• **REQUIRED ACTION**
Using the records below, repeat exactly the lines from the one holding "filename src/prelude.rs" through the one holding "pub struct SyncerConfig", both ends included, and no others.

Stored items
══════

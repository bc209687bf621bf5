//! # Configuration
//!
//! Startup configuration, validated once before anything runs.
//!
//! - `syncer`: the validated [`SyncerConfig`] built from command-line flags
//! - `secret_ref`: parsing of the `<namespace>/<name>` target
//! - `duration`: parsing of interval strings such as `2m`
//!
//! Any failure here is a [`ConfigError`] and stops the process before the
//! first sync cycle.

pub mod duration;
pub mod secret_ref;
pub mod syncer;

pub use duration::parse_duration;
pub use secret_ref::SecretRef;
pub use syncer::{LogFormat, SyncerConfig};

use thiserror::Error;

/// Malformed startup configuration
#[derive(Debug, Error)]
pub enum ConfigError {
    #[error("--secret must be <namespace>/<secretname>, got '{0}'")]
    InvalidSecretRef(String),

    #[error("invalid --cert-regex '{pattern}': {source}")]
    InvalidPattern {
        pattern: String,
        #[source]
        source: regex::Error,
    },

    #[error("invalid duration for {field}: {message}")]
    InvalidDuration { field: &'static str, message: String },

    #[error("invalid --listen-address '{address}': {reason}")]
    InvalidListenAddress {
        address: String,
        reason: &'static str,
    },

    #[error("invalid --log-format '{0}', expected 'json' or 'text'")]
    InvalidLogFormat(String),

    #[error("{0} must not be empty")]
    EmptyValue(&'static str),
}
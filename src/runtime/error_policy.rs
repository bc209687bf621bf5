//! # Error Policy
//!
//! The one place that decides what a failed sync cycle means for the process.
//!
//! The binary logs and continues: the next tick retries the whole pipeline.
//! There is no backoff or retry budget.

use crate::observability::metrics;
use crate::sync::SyncError;
use tracing::error;

/// What the scheduler does after a failed cycle
#[derive(Debug, Clone, Copy, PartialEq, Eq)]
pub enum CycleDecision {
    Continue,
    Stop,
}

#[derive(Debug, Clone, Copy, PartialEq, Eq, Default)]
pub enum ErrorPolicy {
    /// Log the failure and wait for the next tick
    #[default]
    LogAndContinue,
    /// Log the failure and stop scheduling
    StopOnError,
}

impl ErrorPolicy {
    pub fn handle(self, error: &SyncError) -> CycleDecision {
        record_sync_error(error);
        match self {
            ErrorPolicy::LogAndContinue => CycleDecision::Continue,
            ErrorPolicy::StopOnError => CycleDecision::Stop,
        }
    }
}

/// Log a failed cycle and count it
pub fn record_sync_error(error: &SyncError) {
    let error_span = tracing::span!(
        tracing::Level::ERROR,
        "sync.error",
        error.kind = error.kind()
    );
    let _error_guard = error_span.enter();

    error!(error.kind = error.kind(), "sync failed: {}", error);
    metrics::increment_sync_errors(error.kind());
}
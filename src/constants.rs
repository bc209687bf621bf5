//! # Constants
//!
//! Shared defaults used throughout the syncer.
//!
//! Every value here can be overridden from the command line or the matching
//! environment variable (see [`crate::cli::Args`]).

/// Default address for the metrics and probe endpoint.
/// A leading `:` binds all interfaces.
pub const DEFAULT_LISTEN_ADDRESS: &str = ":8080";

/// Default log level
pub const DEFAULT_LOG_LEVEL: &str = "info";

/// Default log format (`json` or `text`)
pub const DEFAULT_LOG_FORMAT: &str = "json";

/// Default directory searched for the certificate and key
pub const DEFAULT_CERT_PATH: &str = "/etc/kubernetes/ssl";

/// Default pattern matched against full file paths.
/// Only the first match in directory listing order is used.
pub const DEFAULT_CERT_REGEX: &str = "kube-etcd.*.pem";

/// Default target Secret, `<namespace>/<name>`
pub const DEFAULT_SECRET: &str = "monitoring/etcd-cert";

/// Separator between namespace and name in the target Secret reference
pub const SECRET_REF_SEPARATOR: char = '/';

/// Default interval between sync cycles
pub const DEFAULT_SYNC_INTERVAL: &str = "2m";

/// Default Secret data key holding the certificate
pub const DEFAULT_CERT_DATA_KEY: &str = "cert.pem";

/// Default Secret data key holding the private key
pub const DEFAULT_KEY_DATA_KEY: &str = "key.pem";

/// Default budget for draining the HTTP server on shutdown
pub const DEFAULT_SHUTDOWN_TIMEOUT: &str = "10s";

/// Marker used to classify a candidate file as a private key
pub const PRIVATE_KEY_MARKER: &[u8] = b"PRIVATE KEY";
//! Common test utilities for the integration tests
//!
//! Provides an in-memory credential store and helpers for writing real
//! certificate/key fixtures to a scratch directory.

#![allow(dead_code, reason = "each test binary uses a different subset")]

use async_trait::async_trait;
use cert_secret_syncer::provider::{
    CredentialRecord, CredentialStore, StoreError, StoreOperation,
};
use rcgen::{CertificateParams, KeyPair};
use std::collections::HashMap;
use std::fs;
use std::path::{Path, PathBuf};
use std::sync::Mutex;

/// Generate a self-signed certificate and its private key as PEM
pub fn generate_pair(name: &str) -> (String, String) {
    let key_pair = KeyPair::generate().expect("key generation should succeed");
    let cert = CertificateParams::new(vec![name.to_string()])
        .expect("params should build")
        .self_signed(&key_pair)
        .expect("self-signing should succeed");
    (cert.pem(), key_pair.serialize_pem())
}

pub fn write_fixture(dir: &Path, name: &str, content: &str) -> PathBuf {
    let path = dir.join(name);
    fs::write(&path, content).expect("write fixture");
    path
}

/// One call made against the [`InMemoryStore`]
#[derive(Debug, Clone, PartialEq, Eq)]
pub struct StoreCall {
    pub operation: StoreOperation,
    pub namespace: String,
    pub name: String,
}

#[derive(Default)]
struct StoreInner {
    records: HashMap<(String, String), CredentialRecord>,
    calls: Vec<StoreCall>,
    next_version: u64,
    fail_next: Option<StoreOperation>,
    write_after_next_get: bool,
}

/// Credential store kept in memory
///
/// Every write bumps a numeric resource version. Updates carrying a stale
/// version are rejected with [`StoreError::Conflict`], like the API server
/// does.
#[derive(Default)]
pub struct InMemoryStore {
    inner: Mutex<StoreInner>,
}

impl InMemoryStore {
    pub fn new() -> Self {
        Self::default()
    }

    /// Put a record in place without recording a call
    pub fn seed(&self, namespace: &str, name: &str, cert: &[u8], key: &[u8]) -> String {
        let mut inner = self.inner.lock().expect("store lock");
        let version = inner.bump_version();
        let record = CredentialRecord::new(namespace, name, cert.to_vec(), key.to_vec())
            .with_resource_version(Some(version.clone()));
        inner
            .records
            .insert((namespace.to_string(), name.to_string()), record);
        version
    }

    /// Simulate a concurrent writer changing the record right after the next read
    pub fn write_after_next_get(&self) {
        self.inner.lock().expect("store lock").write_after_next_get = true;
    }

    /// Make the next call of `operation` fail with a backend error
    pub fn fail_next(&self, operation: StoreOperation) {
        self.inner.lock().expect("store lock").fail_next = Some(operation);
    }

    pub fn record(&self, namespace: &str, name: &str) -> Option<CredentialRecord> {
        self.inner
            .lock()
            .expect("store lock")
            .records
            .get(&(namespace.to_string(), name.to_string()))
            .cloned()
    }

    pub fn calls(&self) -> Vec<StoreCall> {
        self.inner.lock().expect("store lock").calls.clone()
    }

    pub fn operations(&self) -> Vec<StoreOperation> {
        self.calls().into_iter().map(|call| call.operation).collect()
    }

    fn begin(
        &self,
        operation: StoreOperation,
        namespace: &str,
        name: &str,
    ) -> Result<std::sync::MutexGuard<'_, StoreInner>, StoreError> {
        let mut inner = self.inner.lock().expect("store lock");
        inner.calls.push(StoreCall {
            operation,
            namespace: namespace.to_string(),
            name: name.to_string(),
        });
        if inner.fail_next == Some(operation) {
            inner.fail_next = None;
            return Err(StoreError::Backend {
                operation,
                namespace: namespace.to_string(),
                name: name.to_string(),
                source: "injected failure".into(),
            });
        }
        Ok(inner)
    }
}

impl StoreInner {
    fn bump_version(&mut self) -> String {
        self.next_version += 1;
        self.next_version.to_string()
    }
}

#[async_trait]
impl CredentialStore for InMemoryStore {
    async fn get(
        &self,
        namespace: &str,
        name: &str,
    ) -> Result<Option<CredentialRecord>, StoreError> {
        let mut inner = self.begin(StoreOperation::Get, namespace, name)?;
        let key = (namespace.to_string(), name.to_string());
        let found = inner.records.get(&key).cloned();

        if std::mem::take(&mut inner.write_after_next_get) {
            let version = inner.bump_version();
            if let Some(record) = inner.records.get_mut(&key) {
                record.resource_version = Some(version);
            }
        }

        Ok(found)
    }

    async fn create(&self, record: &CredentialRecord) -> Result<CredentialRecord, StoreError> {
        let mut inner = self.begin(StoreOperation::Create, &record.namespace, &record.name)?;
        let key = (record.namespace.clone(), record.name.clone());
        if inner.records.contains_key(&key) {
            return Err(StoreError::Conflict {
                operation: StoreOperation::Create,
                namespace: record.namespace.clone(),
                name: record.name.clone(),
            });
        }

        let version = inner.bump_version();
        let stored = record.clone().with_resource_version(Some(version));
        inner.records.insert(key, stored.clone());
        Ok(stored)
    }

    async fn update(&self, record: &CredentialRecord) -> Result<CredentialRecord, StoreError> {
        let mut inner = self.begin(StoreOperation::Update, &record.namespace, &record.name)?;
        let key = (record.namespace.clone(), record.name.clone());
        let current_version = inner
            .records
            .get(&key)
            .and_then(|current| current.resource_version.clone());
        if current_version.is_none() || current_version != record.resource_version {
            return Err(StoreError::Conflict {
                operation: StoreOperation::Update,
                namespace: record.namespace.clone(),
                name: record.name.clone(),
            });
        }

        let version = inner.bump_version();
        let stored = record.clone().with_resource_version(Some(version));
        inner.records.insert(key, stored.clone());
        Ok(stored)
    }
}
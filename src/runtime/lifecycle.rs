//! # Lifecycle
//!
//! Starts the HTTP server and the scheduler, blocks until SIGINT/SIGTERM,
//! then waits for the in-flight cycle and drains the server.

use crate::runtime::initialization::InitializationResult;
use crate::runtime::scheduler::Scheduler;
use crate::runtime::shutdown::{wait_for_os_signal, Shutdown};
use crate::server::start_server;
use anyhow::{Context, Result};
use tracing::{error, info, warn};

/// Run until an OS shutdown signal arrives
///
/// # Errors
///
/// Fails if the scheduler task panicked.
pub async fn run(init: InitializationResult) -> Result<()> {
    let InitializationResult {
        config,
        pipeline,
        server_state,
    } = init;
    let shutdown = Shutdown::new();

    let server_signal = shutdown.signal();
    let listen_address = config.listen_address.clone();
    let mut server_handle = tokio::spawn(async move {
        if let Err(e) = start_server(&listen_address, server_state, server_signal).await {
            error!("HTTP server error: {:#}", e);
        }
    });

    let scheduler_signal = shutdown.signal();
    let interval = config.sync_interval;
    let scheduler_handle = tokio::spawn(async move {
        let mut scheduler = Scheduler::new(interval);
        scheduler.run(&pipeline, scheduler_signal).await
    });

    wait_for_os_signal().await;
    info!("Initiating graceful shutdown, waiting for in-flight sync to complete...");
    shutdown.trigger();

    let report = scheduler_handle
        .await
        .context("Sync scheduler task failed")?;
    info!(
        "Sync scheduler stopped after {} cycles ({} failed)",
        report.cycles, report.failures
    );

    match tokio::time::timeout(config.shutdown_timeout, &mut server_handle).await {
        Ok(Ok(())) => {}
        Ok(Err(e)) => error!("HTTP server task failed: {}", e),
        Err(_) => {
            warn!(
                "HTTP server did not drain within {}s, aborting",
                config.shutdown_timeout.as_secs()
            );
            server_handle.abort();
        }
    }

    info!("Shutdown complete");
    Ok(())
}
//! # Sync Errors
//!
//! Failures of a single sync cycle. None of these stop the process; the
//! scheduler's error policy decides what happens next.

use crate::provider::StoreError;
use std::path::PathBuf;
use thiserror::Error;

#[derive(Debug, Error)]
pub enum SyncError {
    #[error("could not read {}: {source}", path.display())]
    Io {
        path: PathBuf,
        #[source]
        source: std::io::Error,
    },

    #[error("no file in {} matches '{pattern}'", directory.display())]
    CandidateNotFound { directory: PathBuf, pattern: String },

    #[error("no file in the directory forms a valid key pair with {}", candidate.display())]
    PairNotFound { candidate: PathBuf },

    #[error(transparent)]
    Store(#[from] StoreError),
}

impl SyncError {
    /// Short label used in logs and metrics
    #[must_use]
    pub fn kind(&self) -> &'static str {
        match self {
            SyncError::Io { .. } => "io",
            SyncError::CandidateNotFound { .. } => "candidate_not_found",
            SyncError::PairNotFound { .. } => "pair_not_found",
            SyncError::Store(_) => "store",
        }
    }

    pub(crate) fn io(path: impl Into<PathBuf>, source: std::io::Error) -> Self {
        SyncError::Io {
            path: path.into(),
            source,
        }
    }
}
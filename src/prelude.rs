//! # Prelude
//!
//! Re-exports commonly used types and traits.
//!
//! ```rust
//! use cert_secret_syncer::prelude::*;
//! ```

pub use crate::config::{ConfigError, SecretRef, SyncerConfig};

pub use crate::provider::{CredentialRecord, CredentialStore, StoreError, StoreOperation};

pub use crate::sync::{
    KeyPair, KeyPairVerifier, PublishOutcome, RustlsVerifier, SyncCycle, SyncError, SyncPipeline,
};

pub use crate::runtime::{ErrorPolicy, Scheduler, SchedulerReport, Shutdown, ShutdownSignal};
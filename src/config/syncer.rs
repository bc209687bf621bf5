//! # Syncer Configuration
//!
//! The validated form of [`Args`]. Built once at startup; nothing downstream
//! re-parses flags.

use crate::cli::Args;
use crate::config::{parse_duration, ConfigError, SecretRef};
use regex::Regex;
use std::path::PathBuf;
use std::time::Duration;

/// Output format for the tracing subscriber
#[derive(Debug, Clone, Copy, PartialEq, Eq)]
pub enum LogFormat {
    Json,
    Text,
}

impl std::str::FromStr for LogFormat {
    type Err = ConfigError;

    fn from_str(value: &str) -> Result<Self, Self::Err> {
        match value.trim().to_lowercase().as_str() {
            "json" => Ok(Self::Json),
            "text" => Ok(Self::Text),
            _ => Err(ConfigError::InvalidLogFormat(value.to_string())),
        }
    }
}

/// Process-wide configuration resolved from the command line
#[derive(Debug, Clone)]
pub struct SyncerConfig {
    /// Address the metrics and probe endpoint binds to, as `host:port`
    pub listen_address: String,
    /// Tracing level directive
    pub log_level: String,
    pub log_format: LogFormat,
    /// Directory scanned for the certificate and key
    pub cert_path: PathBuf,
    /// Pattern matched against full file paths
    pub cert_pattern: Regex,
    /// Target Secret
    pub secret: SecretRef,
    pub sync_interval: Duration,
    /// Secret data key for the certificate
    pub cert_data_key: String,
    /// Secret data key for the private key
    pub key_data_key: String,
    /// Budget for draining the HTTP server on shutdown
    pub shutdown_timeout: Duration,
}

impl SyncerConfig {
    /// Validate command-line arguments
    ///
    /// # Errors
    ///
    /// Returns a [`ConfigError`] for the first invalid value found.
    pub fn from_args(args: &Args) -> Result<Self, ConfigError> {
        let secret: SecretRef = args.secret.parse()?;

        let cert_pattern =
            Regex::new(&args.cert_regex).map_err(|source| ConfigError::InvalidPattern {
                pattern: args.cert_regex.clone(),
                source,
            })?;

        let sync_interval = parse_duration(&args.sync_interval).map_err(|e| {
            ConfigError::InvalidDuration {
                field: "--sync-interval",
                message: e.to_string(),
            }
        })?;

        let shutdown_timeout = parse_duration(&args.shutdown_timeout).map_err(|e| {
            ConfigError::InvalidDuration {
                field: "--shutdown-timeout",
                message: e.to_string(),
            }
        })?;

        if args.cert_data_key.trim().is_empty() {
            return Err(ConfigError::EmptyValue("--cert-data-key"));
        }
        if args.key_data_key.trim().is_empty() {
            return Err(ConfigError::EmptyValue("--key-data-key"));
        }
        if args.log_level.trim().is_empty() {
            return Err(ConfigError::EmptyValue("--log-level"));
        }

        Ok(Self {
            listen_address: parse_listen_address(&args.listen_address)?,
            log_level: args.log_level.trim().to_lowercase(),
            log_format: args.log_format.parse()?,
            cert_path: args.cert_path.clone(),
            cert_pattern,
            secret,
            sync_interval,
            cert_data_key: args.cert_data_key.clone(),
            key_data_key: args.key_data_key.clone(),
            shutdown_timeout,
        })
    }
}

/// Normalize a `host:port` listen address, treating `:port` as all interfaces
///
/// The host may be a name; it is resolved when the server binds.
pub fn parse_listen_address(address: &str) -> Result<String, ConfigError> {
    let trimmed = address.trim();
    let full = if trimmed.starts_with(':') {
        format!("0.0.0.0{trimmed}")
    } else {
        trimmed.to_string()
    };

    let invalid = |reason: &'static str| ConfigError::InvalidListenAddress {
        address: address.to_string(),
        reason,
    };

    let (host, port) = full.rsplit_once(':').ok_or_else(|| invalid("expected <host>:<port>"))?;
    if host.is_empty() {
        return Err(invalid("host must not be empty"));
    }
    if port.parse::<u16>().is_err() {
        return Err(invalid("port must be a number between 0 and 65535"));
    }

    Ok(full)
}
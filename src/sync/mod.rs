//! # Sync Pipeline
//!
//! One sync cycle: scan the certificate directory, validate the pair, publish
//! it.
//!
//! - `scanner`: picks the candidate file
//! - `pairing`: finds and verifies its counterpart
//! - `publisher`: creates or updates the target Secret
//!
//! The steps run strictly in that order. Nothing is cached between cycles;
//! every cycle re-reads the directory and the files.

pub mod error;
pub mod pairing;
pub mod publisher;
pub mod scanner;

pub use error::SyncError;
pub use pairing::{KeyPair, KeyPairVerifier, PairResolution, RustlsVerifier};
pub use publisher::PublishOutcome;

use crate::config::SecretRef;
use crate::provider::CredentialStore;
use async_trait::async_trait;
use pairing::CertCandidate;
use regex::Regex;
use std::path::PathBuf;
use std::sync::Arc;
use tracing::debug;

/// Something the scheduler can run once per tick
#[async_trait]
pub trait SyncCycle: Send + Sync {
    async fn run_once(&self) -> Result<PublishOutcome, SyncError>;
}

/// Everything a cycle needs, built once at startup
#[derive(Clone)]
pub struct SyncPipeline {
    cert_dir: PathBuf,
    pattern: Regex,
    target: SecretRef,
    store: Arc<dyn CredentialStore>,
    verifier: Arc<dyn KeyPairVerifier>,
}

impl std::fmt::Debug for SyncPipeline {
    fn fmt(&self, f: &mut std::fmt::Formatter<'_>) -> std::fmt::Result {
        f.debug_struct("SyncPipeline")
            .field("cert_dir", &self.cert_dir)
            .field("pattern", &self.pattern.as_str())
            .field("target", &self.target)
            .finish_non_exhaustive()
    }
}

impl SyncPipeline {
    pub fn new(
        cert_dir: impl Into<PathBuf>,
        pattern: Regex,
        target: SecretRef,
        store: Arc<dyn CredentialStore>,
        verifier: Arc<dyn KeyPairVerifier>,
    ) -> Self {
        Self {
            cert_dir: cert_dir.into(),
            pattern,
            target,
            store,
            verifier,
        }
    }

    pub fn target(&self) -> &SecretRef {
        &self.target
    }

    /// Scan and validate, without touching the store
    ///
    /// # Errors
    ///
    /// [`SyncError::Io`], [`SyncError::CandidateNotFound`] or
    /// [`SyncError::PairNotFound`].
    pub fn discover(&self) -> Result<KeyPair, SyncError> {
        let scan = scanner::find_candidate(&self.cert_dir, &self.pattern)?;
        let candidate = CertCandidate::read(&scan.candidate)?;

        match pairing::resolve_pair(&candidate, &scan.entries, self.verifier.as_ref()) {
            PairResolution::Matched(pair) => Ok(pair),
            PairResolution::NoMatch { role, tried } => {
                debug!(
                    "candidate {} classified as {} has no counterpart among {} entries",
                    candidate.path.display(),
                    role.as_str(),
                    tried
                );
                Err(SyncError::PairNotFound {
                    candidate: candidate.path.clone(),
                })
            }
        }
    }
}

#[async_trait]
impl SyncCycle for SyncPipeline {
    async fn run_once(&self) -> Result<PublishOutcome, SyncError> {
        debug!("starting sync of certs to secret {}", self.target);

        let pair = self.discover()?;
        let outcome =
            publisher::publish(self.store.as_ref(), &self.target, pair.cert(), pair.key())
                .await?;

        Ok(outcome)
    }
}
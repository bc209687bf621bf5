//! # Pair Validator
//!
//! Turns one candidate file into a validated certificate/key pair.
//!
//! The candidate is classified by content: anything containing `PRIVATE KEY`
//! is treated as the key, everything else as the certificate. Every entry of
//! the directory listing (the candidate included) is then tried as the
//! counterpart, in listing order, until the verifier accepts a combination.
//! The first accepted sibling wins.

use crate::constants::PRIVATE_KEY_MARKER;
use crate::sync::error::SyncError;
use rustls::crypto::CryptoProvider;
use rustls::pki_types::pem::PemObject;
use rustls::pki_types::{CertificateDer, PrivateKeyDer};
use rustls::sign::CertifiedKey;
use std::fmt;
use std::path::{Path, PathBuf};
use std::sync::Arc;
use thiserror::Error;
use tracing::debug;
use zeroize::Zeroizing;

/// Why a certificate and key were not accepted as a pair
#[derive(Debug, Error)]
pub enum PairingError {
    #[error("failed to parse certificate: {0}")]
    CertificateParse(String),

    #[error("no PEM certificate found")]
    NoCertificate,

    #[error("failed to parse private key: {0}")]
    PrivateKeyParse(String),

    #[error("private key cannot be loaded: {0}")]
    UnsupportedKey(#[source] rustls::Error),

    #[error("private key does not match certificate: {0}")]
    Mismatch(#[source] rustls::Error),
}

/// Checks that a certificate and a private key belong together
pub trait KeyPairVerifier: Send + Sync {
    fn verify(&self, cert_pem: &[u8], key_pem: &[u8]) -> Result<(), PairingError>;
}

/// Verifier that loads the pair the way a TLS server would
///
/// The first certificate's public key must equal the public key derived from
/// the private key. Chain trust is not checked.
#[derive(Debug, Clone)]
pub struct RustlsVerifier {
    provider: Arc<CryptoProvider>,
}

impl RustlsVerifier {
    pub fn new() -> Self {
        Self {
            provider: Arc::new(rustls::crypto::ring::default_provider()),
        }
    }
}

impl Default for RustlsVerifier {
    fn default() -> Self {
        Self::new()
    }
}

impl KeyPairVerifier for RustlsVerifier {
    fn verify(&self, cert_pem: &[u8], key_pem: &[u8]) -> Result<(), PairingError> {
        let certs = CertificateDer::pem_slice_iter(cert_pem)
            .collect::<Result<Vec<_>, _>>()
            .map_err(|e| PairingError::CertificateParse(e.to_string()))?;
        if certs.is_empty() {
            return Err(PairingError::NoCertificate);
        }

        let key = PrivateKeyDer::from_pem_slice(key_pem)
            .map_err(|e| PairingError::PrivateKeyParse(e.to_string()))?;

        let signing_key = self
            .provider
            .key_provider
            .load_private_key(key)
            .map_err(PairingError::UnsupportedKey)?;

        CertifiedKey::new(certs, signing_key)
            .keys_match()
            .map_err(PairingError::Mismatch)
    }
}

/// What the candidate file looks like
#[derive(Debug, Clone, Copy, PartialEq, Eq)]
pub enum CandidateRole {
    PrivateKey,
    Certificate,
}

impl CandidateRole {
    #[must_use]
    pub fn as_str(&self) -> &'static str {
        match self {
            CandidateRole::PrivateKey => "private-key",
            CandidateRole::Certificate => "certificate",
        }
    }
}

/// Classify file content by looking for the private key marker
#[must_use]
pub fn classify(content: &[u8]) -> CandidateRole {
    if content
        .windows(PRIVATE_KEY_MARKER.len())
        .any(|window| window == PRIVATE_KEY_MARKER)
    {
        CandidateRole::PrivateKey
    } else {
        CandidateRole::Certificate
    }
}

/// A file picked by the scanner, read fresh for this cycle
pub struct CertCandidate {
    pub path: PathBuf,
    pub content: Zeroizing<Vec<u8>>,
}

impl CertCandidate {
    /// Read the candidate from disk
    ///
    /// # Errors
    ///
    /// [`SyncError::Io`] if the file cannot be read.
    pub fn read(path: &Path) -> Result<Self, SyncError> {
        let content = std::fs::read(path).map_err(|e| SyncError::io(path, e))?;
        Ok(Self {
            path: path.to_path_buf(),
            content: Zeroizing::new(content),
        })
    }

    pub fn role(&self) -> CandidateRole {
        classify(&self.content)
    }
}

impl fmt::Debug for CertCandidate {
    fn fmt(&self, f: &mut fmt::Formatter<'_>) -> fmt::Result {
        f.debug_struct("CertCandidate")
            .field("path", &self.path)
            .field("len", &self.content.len())
            .finish()
    }
}

/// A certificate and private key that passed verification
///
/// Only [`resolve_pair`] creates one.
pub struct KeyPair {
    cert_path: PathBuf,
    key_path: PathBuf,
    cert: Vec<u8>,
    key: Zeroizing<Vec<u8>>,
}

impl KeyPair {
    pub fn cert_path(&self) -> &Path {
        &self.cert_path
    }

    pub fn key_path(&self) -> &Path {
        &self.key_path
    }

    pub fn cert(&self) -> &[u8] {
        &self.cert
    }

    pub fn key(&self) -> &[u8] {
        &self.key
    }
}

impl fmt::Debug for KeyPair {
    fn fmt(&self, f: &mut fmt::Formatter<'_>) -> fmt::Result {
        f.debug_struct("KeyPair")
            .field("cert_path", &self.cert_path)
            .field("key_path", &self.key_path)
            .finish_non_exhaustive()
    }
}

/// Outcome of the sibling search
#[derive(Debug)]
pub enum PairResolution {
    Matched(KeyPair),
    NoMatch {
        role: CandidateRole,
        /// Number of siblings that were read and tried
        tried: usize,
    },
}

/// Search `siblings` for the counterpart of `candidate`
///
/// Siblings that cannot be read are skipped. The candidate itself is tried
/// like any other entry, so a single file holding both certificate and key
/// pairs with itself.
pub fn resolve_pair(
    candidate: &CertCandidate,
    siblings: &[PathBuf],
    verifier: &dyn KeyPairVerifier,
) -> PairResolution {
    let role = candidate.role();
    let mut tried = 0;

    for sibling in siblings {
        let content = if *sibling == candidate.path {
            candidate.content.clone()
        } else {
            match std::fs::read(sibling) {
                Ok(content) => Zeroizing::new(content),
                Err(e) => {
                    debug!("skipping {}: {}", sibling.display(), e);
                    continue;
                }
            }
        };
        tried += 1;

        let (cert_path, cert, key_path, key) = match role {
            CandidateRole::PrivateKey => (sibling, content, &candidate.path, &candidate.content),
            CandidateRole::Certificate => {
                (&candidate.path, candidate.content.clone(), sibling, &content)
            }
        };

        match verifier.verify(&cert, key) {
            Ok(()) => {
                debug!("found cert {}", cert_path.display());
                debug!("found key {}", key_path.display());
                return PairResolution::Matched(KeyPair {
                    cert_path: cert_path.clone(),
                    key_path: key_path.clone(),
                    cert: cert.to_vec(),
                    key: key.clone(),
                });
            }
            Err(e) => {
                debug!(
                    "{} and {} are not a pair: {}",
                    cert_path.display(),
                    key_path.display(),
                    e
                );
            }
        }
    }

    PairResolution::NoMatch { role, tried }
}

══════

• **ANSWER BOX**
filename src/prelude.rs
//! # Prelude
//!
//! Re-exports commonly used types and traits.
//!
//! ```rust
//! use cert_secret_syncer::prelude::*;
//! ```

pub use crate::config::{ConfigError, SecretRef, SyncerConfig};

pub use crate::provider::{CredentialRecord, CredentialStore, StoreError, StoreOperation};

pub use crate::sync::{
    KeyPair, KeyPairVerifier, PublishOutcome, RustlsVerifier, SyncCycle, SyncError, SyncPipeline,
};

pub use crate::runtime::{ErrorPolicy, Scheduler, SchedulerReport, Shutdown, ShutdownSignal};
filename src/config/syncer.rs
repository bc209687bf621bf5
//! # Syncer Configuration
//!
//! The validated form of [`Args`]. Built once at startup; nothing downstream
//! re-parses flags.

use crate::cli::Args;
use crate::config::{parse_duration, ConfigError, SecretRef};
use regex::Regex;
use std::path::PathBuf;
use std::time::Duration;

/// Output format for the tracing subscriber
#[derive(Debug, Clone, Copy, PartialEq, Eq)]
pub enum LogFormat {
    Json,
    Text,
}

impl std::str::FromStr for LogFormat {
    type Err = ConfigError;

    fn from_str(value: &str) -> Result<Self, Self::Err> {
        match value.trim().to_lowercase().as_str() {
            "json" => Ok(Self::Json),
            "text" => Ok(Self::Text),
            _ => Err(ConfigError::InvalidLogFormat(value.to_string())),
        }
    }
}

/// Process-wide configuration resolved from the command line
#[derive(Debug, Clone)]
pub struct SyncerConfig {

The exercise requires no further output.